■ WHAT IS NEEDED: In the listing below, find each line that holds "threshold" and list it.
--- EXERCISE INPUT ---
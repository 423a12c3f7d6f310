//! Signaling server: HTTP router and connection admission.
//!
//! Authentication happens BEFORE the WebSocket upgrade completes: the
//! credential is the `token` query parameter of the upgrade request, and
//! a missing or invalid credential is answered with `401 Unauthorized` -
//! a hard refusal with no session state touched. Only authenticated
//! sockets ever reach the registry.

use crate::actors::SessionRegistryHandle;
use crate::auth::TokenValidator;

use super::connection::run_connection;

use axum::extract::ws::WebSocketUpgrade;
use axum::extract::{Query, State};
use axum::http::StatusCode;
use axum::response::{IntoResponse, Response};
use axum::routing::get;
use axum::Router;
use common::types::ConnectionId;
use serde::Deserialize;
use std::sync::Arc;
use tower_http::trace::TraceLayer;
use tracing::warn;

/// Shared state for the signaling router.
#[derive(Clone)]
pub struct GatewayState {
    /// Handle to the registry actor.
    pub registry: SessionRegistryHandle,
    /// Credential validator collaborator.
    pub validator: Arc<dyn TokenValidator>,
}

/// Query parameters of the upgrade request.
#[derive(Debug, Deserialize)]
struct ConnectQuery {
    /// Opaque credential extracted from the connection handshake.
    token: Option<String>,
}

/// Create the signaling router with the WebSocket endpoint.
pub fn signaling_router(state: GatewayState) -> Router {
    Router::new()
        .route("/ws", get(ws_upgrade_handler))
        .layer(TraceLayer::new_for_http())
        .with_state(state)
}

/// WebSocket upgrade handler.
///
/// Validates the handshake credential and either refuses the connection
/// (401, no upgrade) or admits it and hands the socket to its task. The
/// upgrade itself is only considered after the credential passes, so an
/// unauthenticated caller learns nothing about the endpoint beyond 401.
async fn ws_upgrade_handler(
    ws: Option<WebSocketUpgrade>,
    Query(query): Query<ConnectQuery>,
    State(state): State<GatewayState>,
) -> Response {
    let Some(token) = query.token else {
        warn!(target: "cc.gateway", "Connection attempt without credential, refusing");
        return StatusCode::UNAUTHORIZED.into_response();
    };

    let identity = match state.validator.validate(&token) {
        Ok(identity) => identity,
        Err(e) => {
            warn!(
                target: "cc.gateway",
                error = %e,
                "Credential validation failed, refusing connection"
            );
            return (StatusCode::UNAUTHORIZED, e.client_message()).into_response();
        }
    };

    let Some(ws) = ws else {
        return StatusCode::UPGRADE_REQUIRED.into_response();
    };

    let connection_id = ConnectionId::new();
    let registry = state.registry.clone();
    ws.on_upgrade(move |socket| run_connection(socket, connection_id, identity, registry))
}

#[cfg(test)]
#[allow(clippy::unwrap_used, clippy::expect_used)]
mod tests {
    use super::*;
    use crate::auth::{ClientRole, VerifiedIdentity};
    use crate::errors::CallError;
    use crate::observability::metrics::GatewayMetrics;
    use axum::body::Body;
    use axum::http::Request;
    use common::types::ParticipantId;
    use tower::ServiceExt;

    /// Validator that admits a single fixed credential.
    struct FixedValidator;

    impl TokenValidator for FixedValidator {
        fn validate(&self, credential: &str) -> Result<VerifiedIdentity, CallError> {
            if credential == "good-token" {
                Ok(VerifiedIdentity {
                    participant: ParticipantId::from("employee-77"),
                    role: ClientRole::Field,
                })
            } else {
                Err(CallError::Unauthorized("bad credential".to_string()))
            }
        }
    }

    fn test_router() -> Router {
        let registry =
            SessionRegistryHandle::new("cc-test-gw".to_string(), GatewayMetrics::new());
        signaling_router(GatewayState {
            registry,
            validator: Arc::new(FixedValidator),
        })
    }

    fn upgrade_request(uri: &str) -> Request<Body> {
        Request::builder()
            .uri(uri)
            .header("host", "localhost")
            .header("connection", "upgrade")
            .header("upgrade", "websocket")
            .header("sec-websocket-version", "13")
            .header("sec-websocket-key", "dGhlIHNhbXBsZSBub25jZQ==")
            .body(Body::empty())
            .unwrap()
    }

    #[tokio::test]
    async fn test_missing_credential_is_refused() {
        let response = test_router()
            .oneshot(upgrade_request("/ws"))
            .await
            .unwrap();
        assert_eq!(response.status(), StatusCode::UNAUTHORIZED);
    }

    #[tokio::test]
    async fn test_invalid_credential_is_refused() {
        let response = test_router()
            .oneshot(upgrade_request("/ws?token=forged"))
            .await
            .unwrap();
        assert_eq!(response.status(), StatusCode::UNAUTHORIZED);
    }

    #[tokio::test]
    async fn test_valid_credential_passes_authentication() {
        // `oneshot` requests are not upgradable, so admission stops at the
        // upgrade step - the point is that a valid credential never sees 401.
        let response = test_router()
            .oneshot(upgrade_request("/ws?token=good-token"))
            .await
            .unwrap();
        assert_eq!(response.status(), StatusCode::UPGRADE_REQUIRED);
    }
}
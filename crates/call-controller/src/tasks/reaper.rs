//! Inactivity reaper background task.
//!
//! Periodically sweeps the registry and force-closes sessions that have
//! been idle past the configured threshold. This is the only mechanism
//! bounding memory growth from abandoned sessions (clients that vanish
//! without a clean disconnect, e.g. network loss without TCP teardown).
//!
//! # Graceful Shutdown
//!
//! The task supports graceful shutdown via a cancellation token. When the
//! token is cancelled, the task completes its current iteration and exits
//! cleanly.

use crate::actors::SessionRegistryHandle;

use std::time::Duration;
use tokio_util::sync::CancellationToken;
use tracing::{error, info, instrument};

/// Default sweep interval in seconds.
const DEFAULT_SWEEP_INTERVAL_SECONDS: u64 = 60;

/// Default idle threshold in seconds (10 minutes).
const DEFAULT_IDLE_TIMEOUT_SECONDS: u64 = 600;

/// Configuration for the inactivity reaper task.
#[derive(Debug, Clone)]
pub struct ReaperConfig {
    /// Sweep interval in seconds.
    pub sweep_interval_seconds: u64,
    /// Seconds of inactivity before a session is force-closed.
    pub idle_timeout_seconds: u64,
}

impl Default for ReaperConfig {
    fn default() -> Self {
        Self {
            sweep_interval_seconds: DEFAULT_SWEEP_INTERVAL_SECONDS,
            idle_timeout_seconds: DEFAULT_IDLE_TIMEOUT_SECONDS,
        }
    }
}

impl ReaperConfig {
    /// Create config from environment variables.
    ///
    /// Environment variables:
    /// - `CC_REAPER_INTERVAL_SECONDS` - Sweep interval (default: 60)
    /// - `CC_IDLE_TIMEOUT_SECONDS` - Idle threshold (default: 600)
    #[must_use]
    pub fn from_env() -> Self {
        let sweep_interval_seconds = std::env::var("CC_REAPER_INTERVAL_SECONDS")
            .ok()
            .and_then(|s| s.parse().ok())
            .unwrap_or(DEFAULT_SWEEP_INTERVAL_SECONDS);

        let idle_timeout_seconds = std::env::var("CC_IDLE_TIMEOUT_SECONDS")
            .ok()
            .and_then(|s| s.parse().ok())
            .unwrap_or(DEFAULT_IDLE_TIMEOUT_SECONDS);

        Self {
            sweep_interval_seconds,
            idle_timeout_seconds,
        }
    }
}

/// Start the inactivity reaper background task.
///
/// Runs in a loop, sweeping at the configured interval, and exits
/// gracefully when the cancellation token is triggered. Sessions reaped
/// by a sweep are closed exactly as an explicit finalize with reason
/// `"timeout"`, including notification of any connections still in the
/// room.
#[instrument(skip_all, name = "cc.task.reaper")]
pub async fn start_session_reaper(
    registry: SessionRegistryHandle,
    config: ReaperConfig,
    cancel_token: CancellationToken,
) {
    info!(
        target: "cc.task.reaper",
        sweep_interval_seconds = config.sweep_interval_seconds,
        idle_timeout_seconds = config.idle_timeout_seconds,
        "Starting session reaper task"
    );

    let mut interval =
        tokio::time::interval(Duration::from_secs(config.sweep_interval_seconds));
    interval.set_missed_tick_behavior(tokio::time::MissedTickBehavior::Skip);
    // The first tick fires immediately; skip it so a fresh start never
    // sweeps before a full interval has elapsed.
    interval.tick().await;

    loop {
        tokio::select! {
            _ = interval.tick() => {
                run_sweep(&registry, &config).await;
            }
            () = cancel_token.cancelled() => {
                info!(
                    target: "cc.task.reaper",
                    "Session reaper received shutdown signal, exiting"
                );
                break;
            }
        }
    }

    info!(target: "cc.task.reaper", "Session reaper stopped");
}

/// Run a single sweep iteration.
///
/// This is separated from the main loop to allow direct testing.
pub(crate) async fn run_sweep(registry: &SessionRegistryHandle, config: &ReaperConfig) {
    match registry
        .sweep_idle(Duration::from_secs(config.idle_timeout_seconds))
        .await
    {
        Ok(reaped) => {
            if reaped > 0 {
                info!(
                    target: "cc.task.reaper",
                    reaped,
                    idle_timeout_seconds = config.idle_timeout_seconds,
                    "Reaped idle sessions"
                );
            }
        }
        Err(e) => {
            error!(
                target: "cc.task.reaper",
                error = %e,
                "Idle sweep failed"
            );
        }
    }
}

#[cfg(test)]
#[allow(clippy::unwrap_used, clippy::expect_used)]
mod tests {
    use super::*;
    use crate::observability::metrics::GatewayMetrics;
    use std::sync::Mutex;

    // Mutex to ensure env var tests don't run in parallel
    static ENV_MUTEX: Mutex<()> = Mutex::new(());

    fn test_registry() -> SessionRegistryHandle {
        SessionRegistryHandle::new("cc-test-reaper".to_string(), GatewayMetrics::new())
    }

    #[test]
    fn test_default_config() {
        let config = ReaperConfig::default();
        assert_eq!(config.sweep_interval_seconds, DEFAULT_SWEEP_INTERVAL_SECONDS);
        assert_eq!(config.idle_timeout_seconds, DEFAULT_IDLE_TIMEOUT_SECONDS);
    }

    #[test]
    fn test_from_env_with_valid_values() {
        let _guard = ENV_MUTEX.lock().unwrap();

        std::env::set_var("CC_REAPER_INTERVAL_SECONDS", "30");
        std::env::set_var("CC_IDLE_TIMEOUT_SECONDS", "120");

        let config = ReaperConfig::from_env();

        std::env::remove_var("CC_REAPER_INTERVAL_SECONDS");
        std::env::remove_var("CC_IDLE_TIMEOUT_SECONDS");

        assert_eq!(config.sweep_interval_seconds, 30);
        assert_eq!(config.idle_timeout_seconds, 120);
    }

    #[test]
    fn test_from_env_with_invalid_values_uses_defaults() {
        let _guard = ENV_MUTEX.lock().unwrap();

        std::env::set_var("CC_REAPER_INTERVAL_SECONDS", "not-a-number");
        std::env::set_var("CC_IDLE_TIMEOUT_SECONDS", "");

        let config = ReaperConfig::from_env();

        std::env::remove_var("CC_REAPER_INTERVAL_SECONDS");
        std::env::remove_var("CC_IDLE_TIMEOUT_SECONDS");

        assert_eq!(config.sweep_interval_seconds, DEFAULT_SWEEP_INTERVAL_SECONDS);
        assert_eq!(config.idle_timeout_seconds, DEFAULT_IDLE_TIMEOUT_SECONDS);
    }

    #[tokio::test]
    async fn test_reaper_starts_and_stops_gracefully() {
        let registry = test_registry();
        let cancel_token = CancellationToken::new();
        let cancel_clone = cancel_token.clone();

        let config = ReaperConfig {
            sweep_interval_seconds: 1,
            idle_timeout_seconds: 600,
        };

        let handle = tokio::spawn(start_session_reaper(
            registry.clone(),
            config,
            cancel_token,
        ));

        tokio::time::sleep(Duration::from_millis(50)).await;
        cancel_clone.cancel();

        let result = tokio::time::timeout(Duration::from_secs(2), handle).await;
        assert!(
            result.is_ok(),
            "Reaper should stop within 2 seconds after cancellation"
        );
        result.unwrap().expect("Task should not panic");

        registry.cancel();
    }

    #[tokio::test(start_paused = true)]
    async fn test_sweep_removes_only_idle_sessions() {
        use crate::auth::{ClientRole, VerifiedIdentity};
        use crate::session::SessionContext;
        use common::types::{ConnectionId, ParticipantId};
        use tokio::sync::mpsc;

        let registry = test_registry();

        let c1 = ConnectionId::new();
        let (tx, _rx) = mpsc::unbounded_channel();
        registry
            .connect(
                c1,
                VerifiedIdentity {
                    participant: ParticipantId::from("employee-1"),
                    role: ClientRole::Field,
                },
                tx,
            )
            .await
            .unwrap();

        let _session = registry
            .open_session(
                c1,
                SessionContext {
                    category: "audio".to_string(),
                    location: None,
                    note: None,
                },
            )
            .await
            .unwrap();

        let config = ReaperConfig {
            sweep_interval_seconds: 60,
            idle_timeout_seconds: 600,
        };

        // Not yet idle: sweep keeps the session
        run_sweep(&registry, &config).await;
        assert_eq!(registry.get_stats().await.unwrap().active_sessions, 1);

        // Past the threshold: sweep removes it
        tokio::time::advance(Duration::from_secs(601)).await;
        run_sweep(&registry, &config).await;
        assert_eq!(registry.get_stats().await.unwrap().active_sessions, 0);

        registry.cancel();
    }
}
---
■ TASK RESPONSE:
//! been idle past the configured threshold. This is the only mechanism
/// Default idle threshold in seconds (10 minutes).
    /// - `CC_IDLE_TIMEOUT_SECONDS` - Idle threshold (default: 600)
        // Past the threshold: sweep removes it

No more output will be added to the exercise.